Lors de la confréence de poreuse hebdomadaire de l’OMS, l’agence onusienne membre du Forum économique mondial est revenue sur la situation sanitaire à Gaza et en Cisjordanie.
Sur Gaza, la Dre Theresa Kasaeva est revenu sur mal a rappelé que la situation nutritionnelle des enfants était déjà extrêmement grave avant la récente aggravation du conflit régional. Elle a insisté sur le fait que l’aide humanitaire restait très insuffisante et que le risque de dégradation nutritionnelle continuait d’augmenter, notamment en raison de l’insécurité alimentaire, de l’accès limité aux soins et du manque de médicaments.

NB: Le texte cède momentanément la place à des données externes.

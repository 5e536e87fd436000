//! Client-credentials token exchange and failure classification.
//!
//! [`TokenAcquirer::fetch`] sends exactly one form-encoded `POST` to the token endpoint and
//! classifies the result:
//!
//! - non-success status → [`Error::OAuthServer`]
//! - request sent, no response → [`Error::OAuthNetwork`]
//! - request never dispatched → [`Error::OAuthRequest`]
//! - success without a usable `access_token` → [`Error::OAuthResponse`]
//!
//! There are no retries. A CI step that cannot obtain a token has nothing useful to do next.

pub use oauth2;

// crates.io
use oauth2::{
	AsyncHttpClient, HttpClientError, HttpRequest,
	http::{
		HeaderValue, Method, Request,
		header::{ACCEPT, CONTENT_TYPE},
	},
};
use serde::Deserializer;
// self
use crate::{
	_prelude::*,
	auth::{Credential, TokenRequest},
	error::ResponseError,
	http::TokenHttpClient,
	obs::{Step, StepScope, obs_event},
};
#[cfg(feature = "reqwest")] use crate::http::ReqwestHttpClient;

const FORM_CONTENT_TYPE: &str = "application/x-www-form-urlencoded";
const JSON_ACCEPT: &str = "application/json";

#[cfg(feature = "reqwest")]
/// Token acquirer specialized for the crate's default reqwest transport stack.
pub type ReqwestTokenAcquirer = TokenAcquirer<ReqwestHttpClient, ReqwestTransportErrorMapper>;

/// Maps HTTP transport failures into crate [`Error`] values.
pub trait TransportErrorMapper<E>
where
	Self: 'static + Send + Sync,
	E: 'static + Send + Sync + StdError,
{
	/// Converts an [`HttpClientError`] emitted by the transport into a crate error.
	///
	/// Failures that happen before the request leaves the process must map to
	/// [`Error::OAuthRequest`]; everything else maps to [`Error::OAuthNetwork`].
	fn map_transport_error(&self, error: HttpClientError<E>) -> Error;
}

/// Default mapper for reqwest-backed transports.
#[cfg(feature = "reqwest")]
#[derive(Clone, Debug, Default)]
pub struct ReqwestTransportErrorMapper;
#[cfg(feature = "reqwest")]
impl TransportErrorMapper<ReqwestError> for ReqwestTransportErrorMapper {
	fn map_transport_error(&self, err: HttpClientError<ReqwestError>) -> Error {
		match err {
			HttpClientError::Reqwest(inner) => map_reqwest_error(*inner),
			HttpClientError::Http(inner) => Error::request(inner),
			HttpClientError::Io(inner) => Error::network(inner),
			HttpClientError::Other(message) => Error::OAuthNetwork { source: message.into() },
			_ => Error::OAuthNetwork { source: "Unclassified HTTP client error.".into() },
		}
	}
}

/// Token endpoint payload.
///
/// Only `access_token` is load-bearing. `token_type` and `expires_in` are informational and
/// tolerated when absent; unknown fields are ignored.
#[derive(Clone, Debug, Default, Deserialize)]
pub struct TokenResponse {
	/// Issued bearer token.
	#[serde(default)]
	pub access_token: Option<Credential>,
	/// Token type hint (usually `Bearer`).
	#[serde(default)]
	pub token_type: Option<String>,
	/// Lifetime hint in seconds. Numeric strings are accepted; unparsable values become `None`.
	#[serde(default, deserialize_with = "lenient_seconds")]
	pub expires_in: Option<u64>,
}
impl TokenResponse {
	/// Parses a response body, reporting the JSON path of any structural failure.
	pub fn from_slice(body: &[u8]) -> Result<Self, ResponseError> {
		let de = &mut serde_json::Deserializer::from_slice(body);

		serde_path_to_error::deserialize(de).map_err(|source| ResponseError::Malformed { source })
	}

	/// Extracts the access token, treating an empty value as missing.
	pub fn into_credential(self) -> Result<Credential, ResponseError> {
		self.access_token.filter(|token| !token.is_empty()).ok_or(ResponseError::MissingAccessToken)
	}
}

/// Performs the OAuth 2.0 client-credentials exchange over a pluggable transport.
pub struct TokenAcquirer<C, M>
where
	C: ?Sized + TokenHttpClient,
	M: ?Sized + TransportErrorMapper<C::TransportError>,
{
	/// HTTP client wrapper used for the outbound request.
	pub http_client: Arc<C>,
	/// Mapper applied to transport-layer errors before surfacing them to callers.
	pub transport_mapper: Arc<M>,
}
impl<C, M> TokenAcquirer<C, M>
where
	C: ?Sized + TokenHttpClient,
	M: ?Sized + TransportErrorMapper<C::TransportError>,
{
	/// Creates an acquirer that reuses the caller-provided transport + mapper pair.
	pub fn with_http_client(http_client: impl Into<Arc<C>>, mapper: impl Into<Arc<M>>) -> Self {
		Self { http_client: http_client.into(), transport_mapper: mapper.into() }
	}

	/// Exchanges the client credentials for a bearer token.
	pub async fn fetch(&self, request: &TokenRequest) -> Result<Credential> {
		StepScope::open(Step::TokenFetch, "fetch").run_async(self.exchange(request)).await
	}

	async fn exchange(&self, request: &TokenRequest) -> Result<Credential> {
		let http_request = build_http_request(request)?;
		let handle = self.http_client.handle();

		obs_event!(
			debug,
			client_id = request.client_id(),
			scoped = request.scope().is_some(),
			"Dispatching token request."
		);

		let response = handle
			.call(http_request)
			.await
			.map_err(|err| self.transport_mapper.map_transport_error(err))?;
		let status = response.status();

		if !status.is_success() {
			obs_event!(warn, status = status.as_u16(), "Token endpoint rejected the request.");

			return Err(Error::OAuthServer {
				status: status.as_u16(),
				body: String::from_utf8_lossy(response.body()).into_owned(),
			});
		}

		let payload = TokenResponse::from_slice(response.body())?;
		#[cfg(feature = "tracing")]
		let (token_type, expires_in) = (payload.token_type.clone(), payload.expires_in);
		let token = payload.into_credential()?;

		obs_event!(
			info,
			token_type = token_type.as_deref().unwrap_or("unspecified"),
			expires_in,
			"Obtained OAuth access token."
		);

		Ok(token)
	}
}
#[cfg(feature = "reqwest")]
impl TokenAcquirer<ReqwestHttpClient, ReqwestTransportErrorMapper> {
	/// Creates an acquirer backed by a fresh reqwest client that does not follow redirects.
	pub fn new() -> Result<Self> {
		Ok(Self::with_http_client(ReqwestHttpClient::new()?, ReqwestTransportErrorMapper))
	}
}
impl<C, M> Debug for TokenAcquirer<C, M>
where
	C: ?Sized + TokenHttpClient,
	M: ?Sized + TransportErrorMapper<C::TransportError>,
{
	fn fmt(&self, f: &mut Formatter) -> FmtResult {
		f.debug_struct("TokenAcquirer").finish_non_exhaustive()
	}
}

/// Builds the `POST` request for `request`, validating the endpoint URL first.
pub fn build_http_request(request: &TokenRequest) -> Result<HttpRequest> {
	let endpoint = Url::parse(request.endpoint()).map_err(Error::request)?;

	Request::builder()
		.method(Method::POST)
		.uri(endpoint.as_str())
		.header(CONTENT_TYPE, HeaderValue::from_static(FORM_CONTENT_TYPE))
		.header(ACCEPT, HeaderValue::from_static(JSON_ACCEPT))
		.body(request.form().encode().into_bytes())
		.map_err(Error::request)
}

#[cfg(feature = "reqwest")]
fn map_reqwest_error(err: ReqwestError) -> Error {
	if err.is_builder() { Error::request(err) } else { Error::network(err) }
}

fn lenient_seconds<'de, D>(deserializer: D) -> Result<Option<u64>, D::Error>
where
	D: Deserializer<'de>,
{
	use serde_json::Value;

	Ok(match Option::<Value>::deserialize(deserializer)? {
		Some(Value::Number(secs)) => secs.as_u64(),
		Some(Value::String(raw)) => raw.trim().parse().ok(),
		_ => None,
	})
}
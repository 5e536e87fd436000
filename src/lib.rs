//! Fetch an OAuth 2.0 client-credentials token and materialize it as a Maven `settings.xml`
//! bearer header, so CI builds can reach private artifact repositories without committing
//! secrets.
//!
//! The crate is split along the two operations that carry real contracts:
//!
//! - [`oauth::TokenAcquirer`] performs the single-shot token exchange and classifies every failure
//!   into [`error::Error`].
//! - [`settings::SettingsSynthesizer`] renders the settings document and places it on disk
//!   atomically.
//!
//! [`runner`] wires both together for the CI step surface, and [`cleanup`] removes the generated
//! file once the job is done. With the `cli` feature, `cli` exposes the same steps as the
//! `maven-oauth-settings` binary.

#![deny(clippy::all, missing_docs, unused_crate_dependencies)]

pub mod auth;
pub mod cleanup;
#[cfg(feature = "cli")] pub mod cli;
pub mod error;
pub mod http;
pub mod oauth;
pub mod obs;
pub mod runner;
pub mod settings;

mod _prelude {
	pub use std::{
		error::Error as StdError,
		fmt::{Debug, Display, Formatter, Result as FmtResult},
		future::Future,
		path::{Path, PathBuf},
		pin::Pin,
		sync::Arc,
	};

	pub use parking_lot::Mutex;
	#[cfg(feature = "reqwest")]
	pub use reqwest::{Client as ReqwestClient, Error as ReqwestError};
	pub use serde::{Deserialize, Serialize};
	pub use thiserror::Error as ThisError;
	pub use url::Url;

	pub use crate::error::{Error, Result};
}

#[cfg(feature = "reqwest")] pub use reqwest;
pub use url;
#[cfg(feature = "cli")] use {color_eyre as _, tokio as _, tracing_subscriber as _};
#[cfg(test)] use {httpmock as _, tempfile as _, tokio as _, tracing_subscriber as _};
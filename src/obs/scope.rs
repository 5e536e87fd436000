// self
use crate::{
	_prelude::*,
	obs::{Step, StepOutcome, obs_event},
};

/// One observed execution of a [`Step`].
///
/// Opening a scope counts an attempt. Running work through it enters the
/// `maven_oauth_settings.step` span and counts exactly one success or failure, so call sites never
/// pair attempt and outcome bookkeeping by hand.
#[derive(Debug)]
pub struct StepScope {
	step: Step,
	#[cfg(feature = "tracing")]
	span: ::tracing::Span,
}
impl StepScope {
	/// Opens a scope for `step`; `stage` names the call site.
	pub fn open(step: Step, stage: &'static str) -> Self {
		count(step, StepOutcome::Attempt);

		#[cfg(feature = "tracing")]
		{
			let span =
				::tracing::info_span!("maven_oauth_settings.step", step = step.as_str(), stage);

			Self { step, span }
		}
		#[cfg(not(feature = "tracing"))]
		{
			let _ = stage;

			Self { step }
		}
	}

	/// Runs fallible synchronous work inside the span.
	pub fn run<T, E>(self, work: impl FnOnce() -> Result<T, E>) -> Result<T, E> {
		self.observe(work, |result| match result {
			Ok(_) => StepOutcome::Success,
			Err(_) => StepOutcome::Failure,
		})
	}

	/// Runs synchronous work inside the span and lets `classify` decide the outcome.
	///
	/// Used by steps that report failure through their return value instead of an error.
	pub fn observe<T>(
		self,
		work: impl FnOnce() -> T,
		classify: impl FnOnce(&T) -> StepOutcome,
	) -> T {
		#[cfg(feature = "tracing")]
		let value = self.span.in_scope(work);
		#[cfg(not(feature = "tracing"))]
		let value = work();

		self.close(classify(&value));

		value
	}

	/// Awaits fallible work with the span attached to the future.
	pub async fn run_async<T, E, Fut>(self, work: Fut) -> Result<T, E>
	where
		Fut: Future<Output = Result<T, E>>,
	{
		#[cfg(feature = "tracing")]
		let result = ::tracing::Instrument::instrument(work, self.span.clone()).await;
		#[cfg(not(feature = "tracing"))]
		let result = work.await;

		self.close(if result.is_ok() { StepOutcome::Success } else { StepOutcome::Failure });

		result
	}

	fn close(self, outcome: StepOutcome) {
		count(self.step, outcome);

		#[cfg(feature = "tracing")]
		let _entered = self.span.enter();

		obs_event!(debug, outcome = outcome.as_str(), "Step finished.");
	}
}

fn count(step: Step, outcome: StepOutcome) {
	#[cfg(feature = "metrics")]
	{
		::metrics::counter!(
			"maven_oauth_settings_step_total",
			"step" => step.as_str(),
			"outcome" => outcome.as_str()
		)
		.increment(1);
	}
	#[cfg(not(feature = "metrics"))]
	{
		let _ = (step, outcome);
	}
}

#[cfg(test)]
mod tests {
	// self
	use super::*;

	#[test]
	fn run_passes_results_through() {
		let ok = StepScope::open(Step::SettingsWrite, "test").run(|| Ok::<_, ()>(7));
		let err = StepScope::open(Step::SettingsWrite, "test").run(|| Err::<(), _>("boom"));

		assert_eq!(ok, Ok(7));
		assert_eq!(err, Err("boom"));
	}

	#[test]
	fn observe_uses_classifier() {
		let mut seen = None;
		let value = StepScope::open(Step::Cleanup, "test").observe(
			|| "failed",
			|value| {
				seen = Some(*value);

				StepOutcome::Failure
			},
		);

		assert_eq!(value, "failed");
		assert_eq!(seen, Some("failed"));
	}

	#[cfg(feature = "tracing")]
	#[test]
	fn work_runs_inside_step_span() {
		let subscriber = tracing_subscriber::fmt().with_writer(std::io::sink).finish();
		let _default = ::tracing::subscriber::set_default(subscriber);
		let name = StepScope::open(Step::SettingsWrite, "test")
			.observe(|| ::tracing::Span::current().metadata().map(|meta| meta.name()), |_| {
				StepOutcome::Success
			});

		assert_eq!(name, Some("maven_oauth_settings.step"));
	}

	#[tokio::test]
	async fn run_async_passes_results_through() {
		let value = StepScope::open(Step::TokenFetch, "test")
			.run_async(async { Ok::<_, ()>("token") })
			.await;

		assert_eq!(value, Ok("token"));
	}
}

Nabil Tabbal, responsable d’incident pour le territoire palestinien occupé, a donné davantage de détails opérationnels. Il a expliqué que la plupart des points de passage restaient fermés depuis fin février, à l’exception partielle de Kerem Shalom, ce qui perturbe l’acheminement des fournitures médicales et du carburant. Les évacuations médicales ont été suspendues, notamment via Rafah, même si une reprise était espérée. Il a aussi souligné que seulement 46 % des médicaments essentiels étaient encore disponibles en stock à Gaza.
En Cisjordanie, il a signalé une multiplication des checkpoints, des obstacles à l’accès aux soins, des retards d’ambulances et une hausse des violences. L’OMS poursuit le déploiement d’équipes médicales mobiles et plaide pour la protection des services de santé. Il a enfin mentionné 677 morts et 1 913 blessés pendant la période récente évoquée.